- **Exercise materials**:
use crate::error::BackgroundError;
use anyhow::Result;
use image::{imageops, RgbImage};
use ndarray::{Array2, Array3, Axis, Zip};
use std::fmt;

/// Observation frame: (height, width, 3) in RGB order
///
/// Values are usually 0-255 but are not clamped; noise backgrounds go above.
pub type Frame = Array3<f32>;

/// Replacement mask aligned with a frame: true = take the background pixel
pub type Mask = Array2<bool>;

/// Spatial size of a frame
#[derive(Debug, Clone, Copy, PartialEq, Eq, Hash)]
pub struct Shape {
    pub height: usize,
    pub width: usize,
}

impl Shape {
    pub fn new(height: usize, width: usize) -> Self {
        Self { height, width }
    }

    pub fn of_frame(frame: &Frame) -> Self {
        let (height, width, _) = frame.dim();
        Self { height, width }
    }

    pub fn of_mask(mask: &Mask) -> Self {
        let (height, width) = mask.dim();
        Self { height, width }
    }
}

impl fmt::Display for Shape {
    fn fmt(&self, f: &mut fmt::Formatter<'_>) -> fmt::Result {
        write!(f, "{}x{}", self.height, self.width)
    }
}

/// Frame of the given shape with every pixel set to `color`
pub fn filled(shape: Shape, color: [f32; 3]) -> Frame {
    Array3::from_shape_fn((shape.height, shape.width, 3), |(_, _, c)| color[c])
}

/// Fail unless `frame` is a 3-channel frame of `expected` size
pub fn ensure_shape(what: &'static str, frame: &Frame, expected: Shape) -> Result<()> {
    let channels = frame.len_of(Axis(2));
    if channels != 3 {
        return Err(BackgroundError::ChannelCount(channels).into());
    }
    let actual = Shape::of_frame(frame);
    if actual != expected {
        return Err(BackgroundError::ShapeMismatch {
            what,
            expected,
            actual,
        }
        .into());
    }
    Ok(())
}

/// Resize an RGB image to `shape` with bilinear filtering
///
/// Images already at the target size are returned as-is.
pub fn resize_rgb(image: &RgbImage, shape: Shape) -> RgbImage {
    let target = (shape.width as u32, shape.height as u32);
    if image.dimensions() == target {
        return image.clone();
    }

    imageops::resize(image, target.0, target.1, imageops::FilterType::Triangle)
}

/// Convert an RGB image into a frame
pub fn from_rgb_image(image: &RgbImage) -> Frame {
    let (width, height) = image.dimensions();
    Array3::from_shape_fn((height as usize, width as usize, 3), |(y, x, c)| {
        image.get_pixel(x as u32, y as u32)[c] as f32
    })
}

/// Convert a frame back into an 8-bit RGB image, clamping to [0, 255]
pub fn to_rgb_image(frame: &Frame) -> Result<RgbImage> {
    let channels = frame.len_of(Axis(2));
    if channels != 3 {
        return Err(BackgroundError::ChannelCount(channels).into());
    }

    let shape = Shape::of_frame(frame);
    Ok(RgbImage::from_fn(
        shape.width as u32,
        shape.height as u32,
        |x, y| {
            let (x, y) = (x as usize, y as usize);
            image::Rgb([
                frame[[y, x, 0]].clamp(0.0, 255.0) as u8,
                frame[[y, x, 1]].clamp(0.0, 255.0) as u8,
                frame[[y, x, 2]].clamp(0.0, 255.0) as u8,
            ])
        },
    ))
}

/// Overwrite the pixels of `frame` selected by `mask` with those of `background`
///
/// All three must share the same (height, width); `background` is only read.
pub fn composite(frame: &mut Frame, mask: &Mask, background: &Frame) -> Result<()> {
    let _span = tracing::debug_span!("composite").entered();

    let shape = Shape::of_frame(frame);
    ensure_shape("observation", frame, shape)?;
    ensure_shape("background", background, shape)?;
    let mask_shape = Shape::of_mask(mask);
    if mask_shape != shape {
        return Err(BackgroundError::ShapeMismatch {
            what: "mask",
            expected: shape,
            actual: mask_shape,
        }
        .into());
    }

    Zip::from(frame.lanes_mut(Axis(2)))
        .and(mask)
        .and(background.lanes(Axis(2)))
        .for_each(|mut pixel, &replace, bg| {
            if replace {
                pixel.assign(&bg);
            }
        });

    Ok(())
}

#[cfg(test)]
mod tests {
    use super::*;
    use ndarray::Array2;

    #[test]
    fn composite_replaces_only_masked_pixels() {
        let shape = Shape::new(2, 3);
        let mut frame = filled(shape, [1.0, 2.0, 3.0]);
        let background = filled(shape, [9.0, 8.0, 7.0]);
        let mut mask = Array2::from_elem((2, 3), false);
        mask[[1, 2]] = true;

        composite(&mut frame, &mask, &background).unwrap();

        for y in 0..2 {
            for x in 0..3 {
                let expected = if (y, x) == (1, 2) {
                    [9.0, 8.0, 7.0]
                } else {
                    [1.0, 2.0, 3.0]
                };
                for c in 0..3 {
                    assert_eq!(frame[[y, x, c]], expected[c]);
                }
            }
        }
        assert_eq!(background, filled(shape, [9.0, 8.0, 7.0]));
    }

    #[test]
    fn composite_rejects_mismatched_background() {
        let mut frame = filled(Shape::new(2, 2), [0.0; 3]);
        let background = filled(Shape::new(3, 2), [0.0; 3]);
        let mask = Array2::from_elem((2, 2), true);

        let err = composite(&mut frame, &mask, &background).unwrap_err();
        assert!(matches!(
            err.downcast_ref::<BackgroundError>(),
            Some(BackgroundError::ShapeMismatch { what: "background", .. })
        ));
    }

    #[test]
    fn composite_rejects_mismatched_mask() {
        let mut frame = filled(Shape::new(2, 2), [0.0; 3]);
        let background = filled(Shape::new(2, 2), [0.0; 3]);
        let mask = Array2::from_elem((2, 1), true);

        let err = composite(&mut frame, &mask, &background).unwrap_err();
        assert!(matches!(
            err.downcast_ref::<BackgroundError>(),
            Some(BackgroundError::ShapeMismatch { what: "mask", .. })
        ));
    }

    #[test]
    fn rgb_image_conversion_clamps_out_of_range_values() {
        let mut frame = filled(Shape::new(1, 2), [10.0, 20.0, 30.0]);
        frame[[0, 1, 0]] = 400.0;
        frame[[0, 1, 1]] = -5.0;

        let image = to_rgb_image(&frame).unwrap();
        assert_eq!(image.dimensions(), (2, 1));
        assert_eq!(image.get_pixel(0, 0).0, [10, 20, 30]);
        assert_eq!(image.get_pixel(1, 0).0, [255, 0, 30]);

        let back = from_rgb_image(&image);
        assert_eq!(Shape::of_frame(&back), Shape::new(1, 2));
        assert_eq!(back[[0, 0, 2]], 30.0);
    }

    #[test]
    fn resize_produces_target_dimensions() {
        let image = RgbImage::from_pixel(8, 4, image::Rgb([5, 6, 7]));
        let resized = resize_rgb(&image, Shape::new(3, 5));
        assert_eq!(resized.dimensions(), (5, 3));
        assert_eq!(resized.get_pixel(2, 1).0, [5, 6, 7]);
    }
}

- **What you have to do**: Among the records above, find each line containing the string "expected" and copy it.

- **Exercise output**:
/// Fail unless `frame` is a 3-channel frame of `expected` size
pub fn ensure_shape(what: &'static str, frame: &Frame, expected: Shape) -> Result<()> {
    if actual != expected {
            expected,
            expected: shape,
                let expected = if (y, x) == (1, 2) {
                    assert_eq!(frame[[y, x, c]], expected[c]);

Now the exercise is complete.